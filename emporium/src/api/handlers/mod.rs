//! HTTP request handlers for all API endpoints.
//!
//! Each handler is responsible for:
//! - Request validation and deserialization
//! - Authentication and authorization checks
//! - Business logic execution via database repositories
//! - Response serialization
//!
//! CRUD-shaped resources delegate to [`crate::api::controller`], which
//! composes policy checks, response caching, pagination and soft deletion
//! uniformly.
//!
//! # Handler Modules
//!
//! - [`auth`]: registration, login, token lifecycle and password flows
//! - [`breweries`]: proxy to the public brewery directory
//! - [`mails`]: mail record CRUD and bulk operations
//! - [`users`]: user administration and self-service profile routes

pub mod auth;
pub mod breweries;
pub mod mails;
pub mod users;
.....
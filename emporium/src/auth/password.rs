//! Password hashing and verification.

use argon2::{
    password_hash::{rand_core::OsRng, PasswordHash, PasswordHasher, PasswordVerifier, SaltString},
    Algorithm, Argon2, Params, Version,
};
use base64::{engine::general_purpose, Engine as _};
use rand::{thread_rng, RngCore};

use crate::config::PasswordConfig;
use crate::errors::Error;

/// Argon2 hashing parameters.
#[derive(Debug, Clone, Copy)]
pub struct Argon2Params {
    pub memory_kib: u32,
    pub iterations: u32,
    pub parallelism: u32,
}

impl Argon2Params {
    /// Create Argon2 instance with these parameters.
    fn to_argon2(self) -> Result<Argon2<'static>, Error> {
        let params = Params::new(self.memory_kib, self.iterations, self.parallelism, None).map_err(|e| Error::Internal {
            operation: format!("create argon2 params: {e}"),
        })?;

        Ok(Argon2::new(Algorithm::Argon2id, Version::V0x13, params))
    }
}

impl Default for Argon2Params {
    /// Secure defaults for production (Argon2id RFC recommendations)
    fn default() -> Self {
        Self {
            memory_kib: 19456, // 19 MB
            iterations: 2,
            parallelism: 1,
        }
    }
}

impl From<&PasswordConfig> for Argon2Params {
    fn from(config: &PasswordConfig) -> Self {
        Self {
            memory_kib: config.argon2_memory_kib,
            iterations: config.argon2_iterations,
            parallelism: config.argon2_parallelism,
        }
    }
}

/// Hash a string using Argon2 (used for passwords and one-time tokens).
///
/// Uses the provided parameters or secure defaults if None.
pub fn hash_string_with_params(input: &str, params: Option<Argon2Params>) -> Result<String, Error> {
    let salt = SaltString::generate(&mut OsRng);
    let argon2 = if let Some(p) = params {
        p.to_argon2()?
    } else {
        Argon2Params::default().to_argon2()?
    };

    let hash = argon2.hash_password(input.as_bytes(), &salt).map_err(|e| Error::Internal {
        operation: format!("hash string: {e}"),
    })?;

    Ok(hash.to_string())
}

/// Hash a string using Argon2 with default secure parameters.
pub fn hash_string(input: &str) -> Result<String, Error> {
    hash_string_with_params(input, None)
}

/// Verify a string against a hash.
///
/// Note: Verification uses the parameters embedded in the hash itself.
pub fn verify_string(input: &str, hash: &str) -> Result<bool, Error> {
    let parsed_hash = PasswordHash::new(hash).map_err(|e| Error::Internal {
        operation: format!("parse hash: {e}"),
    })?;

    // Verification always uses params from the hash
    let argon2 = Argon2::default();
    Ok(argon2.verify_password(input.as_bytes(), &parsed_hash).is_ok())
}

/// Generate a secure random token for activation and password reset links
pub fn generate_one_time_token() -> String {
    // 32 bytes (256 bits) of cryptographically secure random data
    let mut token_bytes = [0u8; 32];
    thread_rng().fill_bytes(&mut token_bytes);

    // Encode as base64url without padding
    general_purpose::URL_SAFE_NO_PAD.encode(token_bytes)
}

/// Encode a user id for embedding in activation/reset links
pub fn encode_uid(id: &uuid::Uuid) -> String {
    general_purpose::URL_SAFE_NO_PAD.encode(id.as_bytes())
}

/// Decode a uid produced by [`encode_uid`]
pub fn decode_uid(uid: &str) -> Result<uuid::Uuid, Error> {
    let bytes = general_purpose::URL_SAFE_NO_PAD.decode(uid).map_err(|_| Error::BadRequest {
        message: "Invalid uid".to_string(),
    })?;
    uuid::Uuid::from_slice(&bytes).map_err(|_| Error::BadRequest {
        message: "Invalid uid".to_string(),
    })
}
.....
> **Exercise instructions**:
Look above for the line holding "#[derive(Debug, Clone, Copy)]" and the line holding "memory_kib: 19456, // 19 MB". Retype both, and every line between them, word for word and nothing else.

> **Response area**:
#[derive(Debug, Clone, Copy)]
pub struct Argon2Params {
    pub memory_kib: u32,
    pub iterations: u32,
    pub parallelism: u32,
}

impl Argon2Params {
    /// Create Argon2 instance with these parameters.
    fn to_argon2(self) -> Result<Argon2<'static>, Error> {
        let params = Params::new(self.memory_kib, self.iterations, self.parallelism, None).map_err(|e| Error::Internal {
            operation: format!("create argon2 params: {e}"),
        })?;

        Ok(Argon2::new(Algorithm::Argon2id, Version::V0x13, params))
    }
}

impl Default for Argon2Params {
    /// Secure defaults for production (Argon2id RFC recommendations)
    fn default() -> Self {
        Self {
            memory_kib: 19456, // 19 MB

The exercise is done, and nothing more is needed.